Échec de la répression

Client : VOIR MONTRÉAL
Titre : BPM (2000 – 2004)
Fréquence : hebdomadaire
Date : 21 novembre 2002
Service : Chronique écrite
Format : Article imprimé et en ligne

Étienne Côté-Paluck

Les deux paliers de gouvernement parlent depuis quelque temps de la décriminalisation des drogues douces et de piqueries légales. Après bien des atermoiements, ils se seraient rendu compte que la répression, contrairement à l’éducation, n’engendre aucune diminution de la consommation des drogues. Pourtant, il semble que la police municipale fasse cavalier seul en exerçant des pressions sur la Ville de Montréal afin que celle-ci augmente les mesures répressives destinées aux partys-raves. Organisme communautaire d’intervention sociale relativement aux psychotropes, le GRIP-Montréal agite le drapeau blanc.

Depuis bientôt six ans, le Groupe de recherche et d’intervention psychosociale (GRIP) informe les gens sur les drogues dans le milieu des fêtes technos et dans certaines écoles. Dans un esprit communautaire et pédagogique, il installe des kiosques dans les partys, où il distribue de l’information sur les différentes propriétés des substances psychotropes ainsi que leurs effets. « On est au courant de certaines mesures que la police propose à la municipalité, s’inquiète Jean-Sébastien Fallu, président et fondateur du GRIP-Montréal et chercheur universitaire. Le Service de police a en effet demandé à la Ville d’instaurer un règlement qui rendrait obligatoire une fouille systématique à l’entrée de chaque rave (pour la drogue, donc jusque dans les souliers!), d’imposer un âge minimum de 18 ans, et d’assurer la présence de pharmaciens pour isoler les médicaments des drogues, et d’agents doubles pour patrouiller la fête. Tout ceci serait aux frais des promoteurs. » Selon Fallu, il semble en fait que les policiers montréalais veuillent donner force de loi à une entente très médiatisée à l’été 2001 avec les Productions 514. On se souviendra de la poignée de main entre le promoteur Ricardo Cordeiro et le policier Jean-Guy Gagnon parue dans Le Journal de Montréal à la suite de l’accord conclu pour la présentation du party Oasis au Centre Molson. Si cette entente était en vigueur, tous les partys, quelle que soit leur ampleur, se verraient forcés d’appliquer des règles qui frôlent la restriction des libertés civiles (fouilles excessives et non justifiées, harcèlement, etc.). Il semble que les modalités de cette future réglementation soient en négociation entre des instances municipales et gouvernementales, confirme Fallu. « On ne consulte même pas les gens du milieu qui ont réfléchi à la question, comme le GRIP. Par exemple, cette conférence de presse de Ricardo et la police de la Ville annonçait des règles répressives sans aucune obligation des promoteurs envers les participants au rave (eau courante, etc.). Ils semblent réfléchir à un règlement, mais le font sans consulter les personnes concernées; celui-ci risque donc d’être très d’être mal reçu. »

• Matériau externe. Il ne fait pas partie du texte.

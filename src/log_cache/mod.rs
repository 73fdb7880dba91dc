//! Per-source log store with non-destructive filtering.
//!
//! Entries are immutable once cached and carry a process-wide sequence
//! number, so every read returns them in insertion order and entries from
//! different sources can be merged by sequence.

pub mod format;
pub mod markup;

pub use format::{FormattedLine, LogFormatter, MessageKind};
pub use markup::{escape, strip_html};

use crate::error::{UartError, UartResult};
use chrono::{DateTime, Local};
use parking_lot::{ReentrantMutex, RwLock};
use regex::RegexBuilder;
use serde::Serialize;
use std::collections::{BTreeMap, VecDeque};
use std::sync::atomic::{AtomicU64, Ordering};
use std::sync::Arc;
use tracing::{debug, trace};

/// One cached line.
#[derive(Debug, Clone, PartialEq, Eq, Serialize)]
pub struct LogEntry {
    pub sequence: u64,
    pub source: String,
    pub kind: Option<MessageKind>,
    pub markup: String,
    pub plain: String,
    pub timestamp: DateTime<Local>,
}

impl LogEntry {
    /// `[12:00:01] RX(CPU1): text`, for terminals.
    pub fn display_line(&self) -> String {
        let label = self.kind.map_or("LOG", MessageKind::label);
        format!(
            "[{}] {}({}): {}",
            self.timestamp.format("%H:%M:%S"),
            label,
            self.source,
            self.plain
        )
    }
}

pub type EntryCallback = Arc<dyn Fn(&Arc<LogEntry>) + Send + Sync>;

/// Shared, thread-safe log store keyed by source.
pub struct LogCache {
    sources: RwLock<BTreeMap<String, VecDeque<Arc<LogEntry>>>>,
    next_sequence: AtomicU64,
    /// Entries kept per source; 0 keeps everything.
    max_entries: usize,
    subscribers: RwLock<Vec<EntryCallback>>,
    dispatch: ReentrantMutex<()>,
}

impl Default for LogCache {
    fn default() -> Self {
        Self::new()
    }
}

impl LogCache {
    pub fn new() -> Self {
        Self::with_capacity(0)
    }

    /// A cache keeping at most `max_entries` per source, evicting the oldest.
    pub fn with_capacity(max_entries: usize) -> Self {
        Self {
            sources: RwLock::new(BTreeMap::new()),
            next_sequence: AtomicU64::new(0),
            max_entries,
            subscribers: RwLock::new(Vec::new()),
            dispatch: ReentrantMutex::new(()),
        }
    }

    pub fn max_entries(&self) -> usize {
        self.max_entries
    }

    /// Append an entry to `source`. Existing entries are never touched.
    pub fn cache_log_line(&self, source: &str, markup: &str, plain: &str) -> Arc<LogEntry> {
        self.append(source, None, markup.to_string(), plain.to_string(), Local::now())
    }

    /// Append the output of a [`LogFormatter`].
    pub fn cache_formatted(&self, source: &str, line: FormattedLine) -> Arc<LogEntry> {
        self.append(source, Some(line.kind), line.markup, line.plain, line.timestamp)
    }

    fn append(
        &self,
        source: &str,
        kind: Option<MessageKind>,
        markup: String,
        plain: String,
        timestamp: DateTime<Local>,
    ) -> Arc<LogEntry> {
        // Held across notification so observers see appends in sequence order.
        let _dispatch = self.dispatch.lock();

        let entry = {
            let mut sources = self.sources.write();
            let entry = Arc::new(LogEntry {
                sequence: self.next_sequence.fetch_add(1, Ordering::Relaxed),
                source: source.to_string(),
                kind,
                markup,
                plain,
                timestamp,
            });
            let lines = sources.entry(source.to_string()).or_default();
            lines.push_back(Arc::clone(&entry));
            if self.max_entries > 0 {
                while lines.len() > self.max_entries {
                    lines.pop_front();
                }
            }
            entry
        };
        trace!(source, sequence = entry.sequence, "log line cached");

        let subscribers = self.subscribers.read().clone();
        for callback in subscribers {
            callback(&entry);
        }
        entry
    }

    /// Register an observer for newly appended entries.
    pub fn subscribe<F>(&self, callback: F)
    where
        F: Fn(&Arc<LogEntry>) + Send + Sync + 'static,
    {
        self.subscribers.write().push(Arc::new(callback));
    }

    /// Entries of `source` whose plain text contains `query`, ignoring case.
    ///
    /// An empty query matches everything. An unknown source yields nothing.
    pub fn filter_cache(&self, source: &str, query: &str) -> Vec<Arc<LogEntry>> {
        let sources = self.sources.read();
        let Some(lines) = sources.get(source) else {
            return Vec::new();
        };
        if query.is_empty() {
            return lines.iter().cloned().collect();
        }

        let needle = query.to_lowercase();
        lines
            .iter()
            .filter(|entry| entry.plain.to_lowercase().contains(&needle))
            .cloned()
            .collect()
    }

    /// Entries of `source` whose plain text matches `pattern`, ignoring case.
    ///
    /// # Errors
    ///
    /// - `UartError::InvalidConfig` if the pattern does not compile
    pub fn filter_cache_regex(&self, source: &str, pattern: &str) -> UartResult<Vec<Arc<LogEntry>>> {
        let regex = RegexBuilder::new(pattern)
            .case_insensitive(true)
            .build()
            .map_err(|e| UartError::InvalidConfig(format!("invalid filter pattern: {e}")))?;

        let sources = self.sources.read();
        Ok(sources
            .get(source)
            .map(|lines| {
                lines
                    .iter()
                    .filter(|entry| regex.is_match(&entry.plain))
                    .cloned()
                    .collect()
            })
            .unwrap_or_default())
    }

    /// Every entry of `source`, oldest first.
    pub fn entries(&self, source: &str) -> Vec<Arc<LogEntry>> {
        self.filter_cache(source, "")
    }

    /// Entries of all sources merged by sequence.
    pub fn combined(&self) -> Vec<Arc<LogEntry>> {
        let sources = self.sources.read();
        let mut all: Vec<_> = sources.values().flatten().cloned().collect();
        all.sort_unstable_by_key(|entry| entry.sequence);
        all
    }

    /// Discard the entries of `source`; other sources are unaffected.
    pub fn clear_cache(&self, source: &str) {
        if let Some(lines) = self.sources.write().remove(source) {
            debug!(source, dropped = lines.len(), "log cache cleared");
        }
    }

    pub fn clear_all(&self) {
        let mut sources = self.sources.write();
        debug!(sources = sources.len(), "log cache cleared for all sources");
        sources.clear();
    }

    /// Plain text of `source`, one entry per line.
    pub fn export_text(&self, source: &str) -> String {
        let sources = self.sources.read();
        sources
            .get(source)
            .map(|lines| {
                lines
                    .iter()
                    .map(|entry| entry.plain.as_str())
                    .collect::<Vec<_>>()
                    .join("\n")
            })
            .unwrap_or_default()
    }

    pub fn len(&self, source: &str) -> usize {
        self.sources.read().get(source).map_or(0, VecDeque::len)
    }

    pub fn total_len(&self) -> usize {
        self.sources.read().values().map(VecDeque::len).sum()
    }

    pub fn is_empty(&self) -> bool {
        self.total_len() == 0
    }

    /// Sources with at least one cached entry, sorted by name.
    pub fn sources(&self) -> Vec<String> {
        self.sources.read().keys().cloned().collect()
    }
}

impl std::fmt::Debug for LogCache {
    fn fmt(&self, f: &mut std::fmt::Formatter<'_>) -> std::fmt::Result {
        f.debug_struct("LogCache")
            .field("sources", &self.sources())
            .field("total_len", &self.total_len())
            .field("max_entries", &self.max_entries)
            .finish()
    }
}
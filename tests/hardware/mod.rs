//! Hardware-specific tests requiring real serial devices.
//!
//! These tests are ignored by default and require actual hardware to run.
//! They should be run manually with the `--ignored` flag and appropriate
//! environment variables set.

pub mod real_port_tests;
pub mod utils;
//! Connection notifications and their ordered delivery.

use crate::state::{ConnectionState, CounterSnapshot};
use parking_lot::{Mutex, RwLock};
use serde::Serialize;
use std::collections::VecDeque;
use std::sync::atomic::{AtomicBool, Ordering};
use std::sync::Arc;

/// What the presentation layer hears from a [`ConnectionService`](super::ConnectionService).
#[derive(Debug, Clone, PartialEq, Eq, Serialize)]
#[serde(tag = "type", rename_all = "snake_case")]
pub enum ServiceEvent {
    StateChanged {
        from: ConnectionState,
        to: ConnectionState,
    },
    CountersUpdated {
        counters: CounterSnapshot,
    },
    /// A surfaced failure. Fatal ones end the session.
    Error { message: String, fatal: bool },
}

pub type ServiceCallback = Arc<dyn Fn(&ServiceEvent) + Send + Sync>;

/// Events are queued in the order their transitions happened and delivered
/// by one thread at a time with no service lock held, so a listener may call
/// back into the service.
#[derive(Default)]
pub(crate) struct EventQueue {
    pending: Mutex<VecDeque<ServiceEvent>>,
    delivering: AtomicBool,
    listeners: RwLock<Vec<ServiceCallback>>,
}

impl EventQueue {
    pub(crate) fn subscribe(&self, callback: ServiceCallback) {
        self.listeners.write().push(callback);
    }

    pub(crate) fn push(&self, event: ServiceEvent) {
        self.pending.lock().push_back(event);
    }

    /// Deliver everything queued. If another thread is already delivering,
    /// it picks up this caller's events instead.
    pub(crate) fn deliver(&self) {
        loop {
            if self
                .delivering
                .compare_exchange(false, true, Ordering::AcqRel, Ordering::Acquire)
                .is_err()
            {
                return;
            }

            loop {
                let next = self.pending.lock().pop_front();
                let Some(event) = next else { break };
                let listeners = self.listeners.read().clone();
                for listener in listeners {
                    listener(&event);
                }
            }

            self.delivering.store(false, Ordering::Release);
            // An event queued between the last pop and the release above
            // would otherwise wait for the next delivery.
            if self.pending.lock().is_empty() {
                return;
            }
        }
    }
}

impl std::fmt::Debug for EventQueue {
    fn fmt(&self, f: &mut std::fmt::Formatter<'_>) -> std::fmt::Result {
        f.debug_struct("EventQueue")
            .field("pending", &self.pending.lock().len())
            .field("listeners", &self.listeners.read().len())
            .finish()
    }
}
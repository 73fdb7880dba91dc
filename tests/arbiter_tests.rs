//! Port ownership across workers and the process-wide registry.

mod common;

use common::{fast_worker_options, wait_until, Harness};
use serial_test::serial;
use std::sync::{Arc, Barrier};
use std::thread;
use uart_control::{OwnerToken, PortArbiter, SerialWorker, UartError};

#[test]
#[serial]
fn test_shared_registry_is_process_wide() {
    let arbiter = PortArbiter::shared();
    arbiter.reset();

    let token = OwnerToken::new();
    PortArbiter::shared().acquire("COM5", token).unwrap();
    assert!(arbiter.is_in_use("COM5"));
    assert!(arbiter.active_ports().contains("COM5"));

    PortArbiter::shared().reset();
    assert!(!arbiter.is_in_use("COM5"));
}

#[test]
#[serial]
fn test_reset_frees_ports_held_by_anyone() {
    let arbiter = PortArbiter::shared();
    arbiter.reset();
    arbiter.acquire("COM1", OwnerToken::new()).unwrap();
    arbiter.acquire("COM2", OwnerToken::new()).unwrap();
    assert_eq!(arbiter.active_ports().len(), 2);

    arbiter.reset();
    assert!(arbiter.active_ports().is_empty());
}

#[test]
fn test_racing_workers_open_port_once() {
    let harness = Harness::new();
    harness.silent_port("COM5");

    let workers: Vec<_> = (0..8)
        .map(|i| {
            let worker = SerialWorker::with_backend(
                format!("W{i}"),
                fast_worker_options(),
                Arc::new(harness.factory.clone()),
                Arc::clone(&harness.arbiter),
            );
            worker.configure("COM5", 115_200).unwrap();
            Arc::new(worker)
        })
        .collect();

    let barrier = Arc::new(Barrier::new(workers.len()));
    let handles: Vec<_> = workers
        .iter()
        .map(|worker| {
            let worker = Arc::clone(worker);
            let barrier = Arc::clone(&barrier);
            thread::spawn(move || {
                barrier.wait();
                worker.start()
            })
        })
        .collect();
    let results: Vec<_> = handles.into_iter().map(|h| h.join().unwrap()).collect();

    let winners = results.iter().filter(|r| r.is_ok()).count();
    assert_eq!(winners, 1);
    assert!(results
        .iter()
        .filter_map(|r| r.as_ref().err())
        .all(|e| *e == UartError::PortBusy("COM5".into())));
    assert_eq!(harness.factory.open_count("COM5"), 1);

    for worker in &workers {
        worker.stop();
    }
    assert!(!harness.arbiter.is_in_use("COM5"));
}

#[test]
fn test_dead_worker_does_not_hold_port() {
    let harness = Harness::new();
    let port = harness.silent_port("COM5");

    let worker = SerialWorker::with_backend(
        "CPU1",
        fast_worker_options(),
        Arc::new(harness.factory.clone()),
        Arc::clone(&harness.arbiter),
    );
    worker.configure("COM5", 115_200).unwrap();
    worker.start().unwrap();
    assert_eq!(
        harness.arbiter.owner_of("COM5"),
        Some(worker.token())
    );

    port.disconnect();
    assert!(wait_until(|| !harness.arbiter.is_in_use("COM5")));
    assert!(!worker.is_running());
}
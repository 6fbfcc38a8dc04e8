//! Pluggable comparison algorithms.
//!
//! Each detector scores candidate pairs independently. The framework
//! registers detectors in order of increasing cost and merges their
//! scores, keeping the best score per pair.

mod exact;
mod semantic;
mod structural;
mod token;

pub use exact::ExactDetector;
pub use semantic::SemanticDetector;
pub use structural::StructuralDetector;
pub use token::TokenDetector;

use crate::candidate::Candidate;
use serde::Serialize;

/// Which algorithm produced a score.
#[derive(Debug, Clone, Copy, PartialEq, Eq, Serialize)]
#[serde(rename_all = "lowercase")]
pub enum Comparison {
    Exact,
    Structural,
    Token,
    Semantic,
}

impl Comparison {
    pub fn as_str(&self) -> &'static str {
        match self {
            Comparison::Exact => "exact",
            Comparison::Structural => "structural",
            Comparison::Token => "token",
            Comparison::Semantic => "semantic",
        }
    }

    pub fn from_str(s: &str) -> Option<Self> {
        match s {
            "exact" => Some(Comparison::Exact),
            "structural" => Some(Comparison::Structural),
            "token" => Some(Comparison::Token),
            "semantic" => Some(Comparison::Semantic),
            _ => None,
        }
    }
}

/// One scored pair. `unit_a` and `unit_b` are lexically ordered so the
/// same pair never appears under two keys.
#[derive(Debug, Clone, Serialize)]
pub struct SimilarityScore {
    pub unit_a: String,
    pub unit_b: String,
    pub score: f32,
    pub comparison: Comparison,
    pub confidence: f32,
    pub reason: Option<String>,
}

impl SimilarityScore {
    pub fn new(
        name_a: &str,
        name_b: &str,
        score: f32,
        comparison: Comparison,
        confidence: f32,
    ) -> Self {
        let (unit_a, unit_b) = if name_a <= name_b {
            (name_a.to_string(), name_b.to_string())
        } else {
            (name_b.to_string(), name_a.to_string())
        };
        Self {
            unit_a,
            unit_b,
            score,
            comparison,
            confidence,
            reason: None,
        }
    }

    pub fn with_reason(mut self, reason: impl Into<String>) -> Self {
        self.reason = Some(reason.into());
        self
    }
}

pub trait Detector: Send + Sync {
    fn name(&self) -> &'static str;

    fn comparison(&self) -> Comparison;

    /// Scores every qualifying pair in `candidates`. Detectors only emit
    /// pairs at or above their own floor, so the result stays sparse.
    fn compare(&self, candidates: &[Candidate]) -> Vec<SimilarityScore>;
}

En fait, une réglementation qui ne reflète pas la réalité ne sera pas respectée, et c’est ce qui inquiète encore plus le GRIP-Montréal. On semble ignorer les conséquences engendrées par la répression massive à Toronto ou dans l’État de la Floride: en plus des gigantesques manifestations, les partys clandestins insalubres ont connu une augmentation fulgurante. « Nous sommes préoccupés par certains éléments, telles les fouilles systématiques et exhaustives à l’entrée, qui peuvent avoir des effets néfastes sur la criminalisation des jeunes consommateurs, ou obliger les participants au rave à se procurer de la drogue à l’intérieur sans en connaître ni la provenance ni la composition. Ou encore, imaginez si les gens se mettent à gober deux ecstasys et trois speeds dans la file d’attente pour ne pas se faire prendre… La répression ne fonctionne pas, elle empire la situation. » L’organisme, dont le mandat est de promouvoir une attitude responsable face aux risques d’une consommation irréfléchie, organise un événement de soutien ce vendredi 22 novembre à la SAT, dès 17 h. On y retrouvera la participation bénévole des D.J. Fred Everything, G O’Brien, Mateo Murphy, Mini, Pfreud, Saturnin, Seko et Tao-Nhan, en plus d’une dizaine de V.J. Information: gripmontreal.org.